素っ頓狂な声で「四時間!?」と繰り返す。

まだ宝物殿のへ入ってきて10分程度しか経ってないのに!

恐らく斎守剣の結界かなにかで時間軸が歪んでいるのだろう。

慌てて外に出ると、庭園には言葉通り狂ったように私の名前を叫ぶお兄ちゃんがいた。

私の姿が見当たらず、失せ者探しの祝詞を奏上すると近くで反応はあるのに一向に見つからないのでパニックになっていたらしい。

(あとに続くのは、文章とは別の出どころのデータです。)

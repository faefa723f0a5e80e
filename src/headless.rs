//! Scripted play without a terminal UI: feed a list of columns through a
//! fresh engine and write a plain-text transcript.

use std::io::Write;

use anyhow::{Context, Result};

use crate::game::{Engine, Outcome};

/// Play `moves` (Red first) and write one line per outcome followed by the
/// final board. Moves after a win are not played. An out-of-range column
/// aborts with an error once the lines for earlier moves are written.
///
/// Returns the engine in its final state.
pub fn replay<W: Write>(moves: &[usize], out: &mut W) -> Result<Engine> {
    let mut engine = Engine::new();

    for (turn, &column) in moves.iter().enumerate() {
        let player = engine.current_player();
        let outcome = engine
            .drop_token(column)
            .with_context(|| format!("move {} (column {})", turn + 1, column))?;

        match outcome {
            Outcome::Placed { row, col } => {
                writeln!(out, "{:>3}. {} -> ({}, {})", turn + 1, player, row, col)?;
            }
            Outcome::Win { player, row, col } => {
                writeln!(out, "{:>3}. {} -> ({}, {})", turn + 1, player, row, col)?;
                writeln!(out, "{} wins!", player)?;
                break;
            }
            Outcome::ColumnFull => {
                writeln!(out, "{:>3}. {} -> column {} is full", turn + 1, player, column)?;
            }
            Outcome::Rejected => {
                writeln!(out, "{:>3}. {} -> rejected, game is over", turn + 1, player)?;
            }
        }
    }

    writeln!(out, "{}", engine.board())?;
    Ok(engine)
}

疲れきった顔をした和来おじさんが「見付かったのか」と膝に手を付き息を吐く。一緒に探してくれていたらしい。


「どこにいたんだよ巫寿! 二時間近く探したんだよ!?」


青い顔をしたお兄ちゃんが私の両肩を掴む。ごめん、と首を縮めて斎守剣の付喪神に呼ばれて宝物殿の中にいたことを話す。

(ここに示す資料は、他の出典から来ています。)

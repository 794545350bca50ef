//! Technical indicators
//!
//! Batch implementations over historical series. Each function returns one
//! output per input bar, with `None` until enough history has accumulated.

/// Rolling values for one bar, assembled by the replay engine and consumed
/// by the strategy core. A `None` field means the indicator is not ready.
#[derive(Debug, Clone, Default)]
pub struct IndicatorSnapshot {
    pub sma: Option<f64>,
    pub atr: Option<f64>,
    pub rolling_high: Option<f64>,
    pub rolling_low: Option<f64>,
    pub bb_upper: Option<f64>,
    pub bb_middle: Option<f64>,
    pub bb_lower: Option<f64>,
    /// Recent ready ATR values, most recent first, current value included.
    /// Bounded by the consumer's volatility window.
    pub atr_history: Vec<f64>,
}

/// Calculate Simple Moving Average
pub fn sma(values: &[f64], period: usize) -> Vec<Option<f64>> {
    let mut result = Vec::with_capacity(values.len());

    for i in 0..values.len() {
        if i + 1 < period {
            result.push(None);
        } else {
            let sum: f64 = values[i + 1 - period..=i].iter().sum();
            result.push(Some(sum / period as f64));
        }
    }

    result
}

/// Calculate Exponential Moving Average
pub fn ema(values: &[f64], period: usize) -> Vec<Option<f64>> {
    let mut result = Vec::with_capacity(values.len());

    if values.is_empty() || period == 0 {
        return result;
    }

    let multiplier = 2.0 / (period as f64 + 1.0);
    let mut ema_value: Option<f64> = None;

    for (i, &value) in values.iter().enumerate() {
        if i < period - 1 {
            result.push(None);
        } else if i == period - 1 {
            // Initialize with SMA
            let sum: f64 = values[0..period].iter().sum();
            ema_value = Some(sum / period as f64);
            result.push(ema_value);
        } else {
            if let Some(prev_ema) = ema_value {
                let new_ema = (value - prev_ema) * multiplier + prev_ema;
                ema_value = Some(new_ema);
                result.push(Some(new_ema));
            }
        }
    }

    result
}

/// Calculate rolling maximum over a trailing window
pub fn rolling_max(values: &[f64], period: usize) -> Vec<Option<f64>> {
    let mut result = Vec::with_capacity(values.len());

    for i in 0..values.len() {
        if i + 1 < period {
            result.push(None);
        } else {
            let max = values[i + 1 - period..=i]
                .iter()
                .cloned()
                .fold(f64::MIN, f64::max);
            result.push(Some(max));
        }
    }

    result
}

/// Calculate rolling minimum over a trailing window
pub fn rolling_min(values: &[f64], period: usize) -> Vec<Option<f64>> {
    let mut result = Vec::with_capacity(values.len());

    for i in 0..values.len() {
        if i + 1 < period {
            result.push(None);
        } else {
            let min = values[i + 1 - period..=i]
                .iter()
                .cloned()
                .fold(f64::MAX, f64::min);
            result.push(Some(min));
        }
    }

    result
}

/// Calculate True Range
pub fn true_range(high: &[f64], low: &[f64], close: &[f64]) -> Vec<f64> {
    let mut tr = Vec::with_capacity(high.len());

    for i in 0..high.len() {
        let tr_value = if i == 0 {
            high[i] - low[i]
        } else {
            let hl = high[i] - low[i];
            let hc = (high[i] - close[i - 1]).abs();
            let lc = (low[i] - close[i - 1]).abs();
            hl.max(hc).max(lc)
        };
        tr.push(tr_value);
    }

    tr
}

/// Calculate Average True Range (ATR)
pub fn atr(high: &[f64], low: &[f64], close: &[f64], period: usize) -> Vec<Option<f64>> {
    let tr = true_range(high, low, close);
    ema(&tr, period)
}

/// Calculate Bollinger Bands
pub fn bollinger_bands(
    values: &[f64],
    period: usize,
    num_std: f64,
) -> (Vec<Option<f64>>, Vec<Option<f64>>, Vec<Option<f64>>) {
    let middle = sma(values, period);
    let mut upper = Vec::with_capacity(values.len());
    let mut lower = Vec::with_capacity(values.len());

    for i in 0..values.len() {
        if let Some(mid) = middle[i] {
            if i + 1 >= period {
                let window = &values[i + 1 - period..=i];
                let variance: f64 = window
                    .iter()
                    .map(|&x| {
                        let diff = x - mid;
                        diff * diff
                    })
                    .sum::<f64>()
                    / period as f64;
                let std_dev = variance.sqrt();

                upper.push(Some(mid + num_std * std_dev));
                lower.push(Some(mid - num_std * std_dev));
            } else {
                upper.push(None);
                lower.push(None);
            }
        } else {
            upper.push(None);
            lower.push(None);
        }
    }

    (upper, middle, lower)
}

/// Collect ready values from a batch series ending at `upto`, most recent
/// first, at most `limit` entries
pub fn recent_ready(series: &[Option<f64>], upto: usize, limit: usize) -> Vec<f64> {
    series[..=upto]
        .iter()
        .rev()
        .filter_map(|&v| v)
        .take(limit)
        .collect()
}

「ほら、だから言っただろ! 俺たちが妹を隠したわけじゃないって!」


腕を組んだ和来おじさんはお兄ちゃんにそう噛み付く。


「うるせぇ! 元はと言えばお前が巫寿を拉致したんだろ!」

「それはッ、そうだか……何でもかんでも人のせいにするな!」

「普段の行いが悪いんだよ!」

「年上に向かってなんだその態度は!?」


激しい口論を始めた二人。いい年した大人が情けない。

いつの間にか帰ってきていたらしいおばあちゃんが、庭園の騒がしさに気付いて顔を出す。

取っ組み合いの喧嘩に発展した大人二人の首根っこを容易く掴んで引き離すと「巫寿ちゃんはお庭で待っててね」とにっこり笑い二人を部屋へ引きずり込んでいった。